The data:
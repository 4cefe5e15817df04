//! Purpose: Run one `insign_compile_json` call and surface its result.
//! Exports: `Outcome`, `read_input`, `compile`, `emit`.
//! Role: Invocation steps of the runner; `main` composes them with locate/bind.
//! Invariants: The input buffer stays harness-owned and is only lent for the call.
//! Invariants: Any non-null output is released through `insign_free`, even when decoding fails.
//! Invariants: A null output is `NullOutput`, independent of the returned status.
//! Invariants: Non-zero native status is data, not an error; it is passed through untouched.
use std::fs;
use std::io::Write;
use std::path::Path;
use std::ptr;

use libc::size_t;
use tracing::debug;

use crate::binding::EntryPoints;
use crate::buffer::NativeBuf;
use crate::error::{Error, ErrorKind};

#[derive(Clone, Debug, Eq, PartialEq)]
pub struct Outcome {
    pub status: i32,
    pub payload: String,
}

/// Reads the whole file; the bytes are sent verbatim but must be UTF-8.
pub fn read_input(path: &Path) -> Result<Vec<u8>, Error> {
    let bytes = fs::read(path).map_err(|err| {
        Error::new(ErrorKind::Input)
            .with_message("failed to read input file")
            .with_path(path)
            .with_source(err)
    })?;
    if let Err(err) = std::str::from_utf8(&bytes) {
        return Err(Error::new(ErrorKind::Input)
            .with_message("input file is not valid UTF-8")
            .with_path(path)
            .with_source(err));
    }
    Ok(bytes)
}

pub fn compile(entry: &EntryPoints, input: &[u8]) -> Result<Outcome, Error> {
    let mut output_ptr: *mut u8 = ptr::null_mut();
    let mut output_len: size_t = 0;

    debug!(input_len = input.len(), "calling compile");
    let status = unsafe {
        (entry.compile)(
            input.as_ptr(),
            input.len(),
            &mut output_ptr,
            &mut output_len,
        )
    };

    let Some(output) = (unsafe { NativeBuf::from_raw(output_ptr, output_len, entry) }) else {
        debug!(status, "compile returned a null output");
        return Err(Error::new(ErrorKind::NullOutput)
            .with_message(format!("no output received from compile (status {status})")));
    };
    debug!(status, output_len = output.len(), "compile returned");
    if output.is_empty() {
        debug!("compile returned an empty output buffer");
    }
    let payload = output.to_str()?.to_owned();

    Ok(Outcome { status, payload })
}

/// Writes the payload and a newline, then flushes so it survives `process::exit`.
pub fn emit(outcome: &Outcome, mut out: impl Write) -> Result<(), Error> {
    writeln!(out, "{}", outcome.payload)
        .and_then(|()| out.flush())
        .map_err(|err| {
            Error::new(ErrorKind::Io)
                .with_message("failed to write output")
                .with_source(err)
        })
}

Activity: Retype all the data exactly, line for line.

Answer to the exercise:
repository 4cefe5e15817df04
//! Purpose: Run one `insign_compile_json` call and surface its result.
//! Exports: `Outcome`, `read_input`, `compile`, `emit`.
//! Role: Invocation steps of the runner; `main` composes them with locate/bind.
//! Invariants: The input buffer stays harness-owned and is only lent for the call.
//! Invariants: Any non-null output is released through `insign_free`, even when decoding fails.
//! Invariants: A null output is `NullOutput`, independent of the returned status.
//! Invariants: Non-zero native status is data, not an error; it is passed through untouched.
use std::fs;
use std::io::Write;
use std::path::Path;
use std::ptr;

use libc::size_t;
use tracing::debug;

use crate::binding::EntryPoints;
use crate::buffer::NativeBuf;
use crate::error::{Error, ErrorKind};

#[derive(Clone, Debug, Eq, PartialEq)]
pub struct Outcome {
    pub status: i32,
    pub payload: String,
}

/// Reads the whole file; the bytes are sent verbatim but must be UTF-8.
pub fn read_input(path: &Path) -> Result<Vec<u8>, Error> {
    let bytes = fs::read(path).map_err(|err| {
        Error::new(ErrorKind::Input)
            .with_message("failed to read input file")
            .with_path(path)
            .with_source(err)
    })?;
    if let Err(err) = std::str::from_utf8(&bytes) {
        return Err(Error::new(ErrorKind::Input)
            .with_message("input file is not valid UTF-8")
            .with_path(path)
            .with_source(err));
    }
    Ok(bytes)
}

pub fn compile(entry: &EntryPoints, input: &[u8]) -> Result<Outcome, Error> {
    let mut output_ptr: *mut u8 = ptr::null_mut();
    let mut output_len: size_t = 0;

    debug!(input_len = input.len(), "calling compile");
    let status = unsafe {
        (entry.compile)(
            input.as_ptr(),
            input.len(),
            &mut output_ptr,
            &mut output_len,
        )
    };

    let Some(output) = (unsafe { NativeBuf::from_raw(output_ptr, output_len, entry) }) else {
        debug!(status, "compile returned a null output");
        return Err(Error::new(ErrorKind::NullOutput)
            .with_message(format!("no output received from compile (status {status})")));
    };
    debug!(status, output_len = output.len(), "compile returned");
    if output.is_empty() {
        debug!("compile returned an empty output buffer");
    }
    let payload = output.to_str()?.to_owned();

    Ok(Outcome { status, payload })
}

/// Writes the payload and a newline, then flushes so it survives `process::exit`.
pub fn emit(outcome: &Outcome, mut out: impl Write) -> Result<(), Error> {
    writeln!(out, "{}", outcome.payload)
        .and_then(|()| out.flush())
        .map_err(|err| {
            Error::new(ErrorKind::Io)
                .with_message("failed to write output")
                .with_source(err)
        })
}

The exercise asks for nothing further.